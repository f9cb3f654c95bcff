//! Gestalt (Ratcliff/Obershelp) string similarity.
//!
//! The longest common contiguous block is matched first, then the same search
//! recurses on the unmatched text to its left and to its right.  With `M`
//! matched characters the ratio is `2·M / (len(a) + len(b))`.
use std::collections::HashMap;

/// Similarity in `[0, 1]`; `1.0` for identical strings (including two empty
/// strings), `0.0` when nothing matches.  Lengths are counted in `char`s.
pub fn similarity_ratio(a: &str, b: &str) -> f64 {
    let a: Vec<char> = a.chars().collect();
    let b: Vec<char> = b.chars().collect();
    let total = a.len() + b.len();
    if total == 0 {
        return 1.0;
    }
    2.0 * matching_chars(&a, &b) as f64 / total as f64
}

fn matching_chars(a: &[char], b: &[char]) -> usize {
    let mut positions: HashMap<char, Vec<usize>> = HashMap::new();
    for (j, ch) in b.iter().enumerate() {
        positions.entry(*ch).or_default().push(j);
    }

    let mut matched = 0;
    let mut pending = vec![(0, a.len(), 0, b.len())];
    while let Some((alo, ahi, blo, bhi)) = pending.pop() {
        let (i, j, size) = longest_match(a, &positions, alo, ahi, blo, bhi);
        if size == 0 {
            continue;
        }
        matched += size;
        if alo < i && blo < j {
            pending.push((alo, i, blo, j));
        }
        if i + size < ahi && j + size < bhi {
            pending.push((i + size, ahi, j + size, bhi));
        }
    }
    matched
}

/// Longest block `a[i..i+size] == b[j..j+size]` inside the given ranges.
/// Ties go to the block starting earliest in `a`, then earliest in `b`.
fn longest_match(
    a: &[char],
    positions: &HashMap<char, Vec<usize>>,
    alo: usize,
    ahi: usize,
    blo: usize,
    bhi: usize,
) -> (usize, usize, usize) {
    let (mut best_i, mut best_j, mut best_size) = (alo, blo, 0);
    // run length of the match ending at b[j], keyed by j, for the previous row
    let mut prev: HashMap<usize, usize> = HashMap::new();
    let mut next: HashMap<usize, usize> = HashMap::new();

    for (i, ch) in a.iter().enumerate().take(ahi).skip(alo) {
        next.clear();
        if let Some(js) = positions.get(ch) {
            for &j in js {
                if j < blo {
                    continue;
                }
                if j >= bhi {
                    break;
                }
                let run = j
                    .checked_sub(1)
                    .and_then(|pj| prev.get(&pj))
                    .copied()
                    .unwrap_or(0)
                    + 1;
                next.insert(j, run);
                if run > best_size {
                    best_i = i + 1 - run;
                    best_j = j + 1 - run;
                    best_size = run;
                }
            }
        }
        std::mem::swap(&mut prev, &mut next);
    }

    (best_i, best_j, best_size)
}

#[cfg(test)]
mod tests {
    use super::similarity_ratio;

    fn approx(left: f64, right: f64) -> bool {
        (left - right).abs() < 1e-9
    }

    #[test]
    fn identical_strings_score_one() {
        assert!(approx(similarity_ratio("database_host", "database_host"), 1.0));
        assert!(approx(similarity_ratio("", ""), 1.0));
    }

    #[test]
    fn disjoint_or_empty_side_scores_zero() {
        assert!(approx(similarity_ratio("abc", "xyz"), 0.0));
        assert!(approx(similarity_ratio("abc", ""), 0.0));
    }

    #[test]
    fn prefix_match_counts_shared_characters() {
        // "database" (8) inside "database_host" (13): 2·8 / 21
        assert!(approx(similarity_ratio("database", "database_host"), 16.0 / 21.0));
    }

    #[test]
    fn recursion_picks_up_blocks_on_both_sides() {
        // longest block "bcd", then nothing left of it in b, "e" vs "" right
        assert!(approx(similarity_ratio("abcd", "bcde"), 0.75));
        // "ab" + "d": 2·3 / 8
        assert!(approx(similarity_ratio("abxd", "abyd"), 0.75));
    }

    #[test]
    fn simple_pairs_are_symmetric() {
        let pairs = [("favorite color", "favourite_color"), ("abcd", "bcde"), ("api", "api key")];
        for (a, b) in pairs {
            assert!(approx(similarity_ratio(a, b), similarity_ratio(b, a)), "{a} / {b}");
        }
    }

    #[test]
    fn counts_chars_not_bytes() {
        // é is two bytes; one of four chars differs on each side
        assert!(approx(similarity_ratio("café", "cafe"), 0.75));
    }
}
—————
**Aim of the task**
Word for word, give the material above a second time.

**Exercise output**
repository f9cb3f654c95bcff
//! Gestalt (Ratcliff/Obershelp) string similarity.
//!
//! The longest common contiguous block is matched first, then the same search
//! recurses on the unmatched text to its left and to its right.  With `M`
//! matched characters the ratio is `2·M / (len(a) + len(b))`.
use std::collections::HashMap;

/// Similarity in `[0, 1]`; `1.0` for identical strings (including two empty
/// strings), `0.0` when nothing matches.  Lengths are counted in `char`s.
pub fn similarity_ratio(a: &str, b: &str) -> f64 {
    let a: Vec<char> = a.chars().collect();
    let b: Vec<char> = b.chars().collect();
    let total = a.len() + b.len();
    if total == 0 {
        return 1.0;
    }
    2.0 * matching_chars(&a, &b) as f64 / total as f64
}

fn matching_chars(a: &[char], b: &[char]) -> usize {
    let mut positions: HashMap<char, Vec<usize>> = HashMap::new();
    for (j, ch) in b.iter().enumerate() {
        positions.entry(*ch).or_default().push(j);
    }

    let mut matched = 0;
    let mut pending = vec![(0, a.len(), 0, b.len())];
    while let Some((alo, ahi, blo, bhi)) = pending.pop() {
        let (i, j, size) = longest_match(a, &positions, alo, ahi, blo, bhi);
        if size == 0 {
            continue;
        }
        matched += size;
        if alo < i && blo < j {
            pending.push((alo, i, blo, j));
        }
        if i + size < ahi && j + size < bhi {
            pending.push((i + size, ahi, j + size, bhi));
        }
    }
    matched
}

/// Longest block `a[i..i+size] == b[j..j+size]` inside the given ranges.
/// Ties go to the block starting earliest in `a`, then earliest in `b`.
fn longest_match(
    a: &[char],
    positions: &HashMap<char, Vec<usize>>,
    alo: usize,
    ahi: usize,
    blo: usize,
    bhi: usize,
) -> (usize, usize, usize) {
    let (mut best_i, mut best_j, mut best_size) = (alo, blo, 0);
    // run length of the match ending at b[j], keyed by j, for the previous row
    let mut prev: HashMap<usize, usize> = HashMap::new();
    let mut next: HashMap<usize, usize> = HashMap::new();

    for (i, ch) in a.iter().enumerate().take(ahi).skip(alo) {
        next.clear();
        if let Some(js) = positions.get(ch) {
            for &j in js {
                if j < blo {
                    continue;
                }
                if j >= bhi {
                    break;
                }
                let run = j
                    .checked_sub(1)
                    .and_then(|pj| prev.get(&pj))
                    .copied()
                    .unwrap_or(0)
                    + 1;
                next.insert(j, run);
                if run > best_size {
                    best_i = i + 1 - run;
                    best_j = j + 1 - run;
                    best_size = run;
                }
            }
        }
        std::mem::swap(&mut prev, &mut next);
    }

    (best_i, best_j, best_size)
}

#[cfg(test)]
mod tests {
    use super::similarity_ratio;

    fn approx(left: f64, right: f64) -> bool {
        (left - right).abs() < 1e-9
    }

    #[test]
    fn identical_strings_score_one() {
        assert!(approx(similarity_ratio("database_host", "database_host"), 1.0));
        assert!(approx(similarity_ratio("", ""), 1.0));
    }

    #[test]
    fn disjoint_or_empty_side_scores_zero() {
        assert!(approx(similarity_ratio("abc", "xyz"), 0.0));
        assert!(approx(similarity_ratio("abc", ""), 0.0));
    }

    #[test]
    fn prefix_match_counts_shared_characters() {
        // "database" (8) inside "database_host" (13): 2·8 / 21
        assert!(approx(similarity_ratio("database", "database_host"), 16.0 / 21.0));
    }

    #[test]
    fn recursion_picks_up_blocks_on_both_sides() {
        // longest block "bcd", then nothing left of it in b, "e" vs "" right
        assert!(approx(similarity_ratio("abcd", "bcde"), 0.75));
        // "ab" + "d": 2·3 / 8
        assert!(approx(similarity_ratio("abxd", "abyd"), 0.75));
    }

    #[test]
    fn simple_pairs_are_symmetric() {
        let pairs = [("favorite color", "favourite_color"), ("abcd", "bcde"), ("api", "api key")];
        for (a, b) in pairs {
            assert!(approx(similarity_ratio(a, b), similarity_ratio(b, a)), "{a} / {b}");
        }
    }

    #[test]
    fn counts_chars_not_bytes() {
        // é is two bytes; one of four chars differs on each side
        assert!(approx(similarity_ratio("café", "cafe"), 0.75));
    }
}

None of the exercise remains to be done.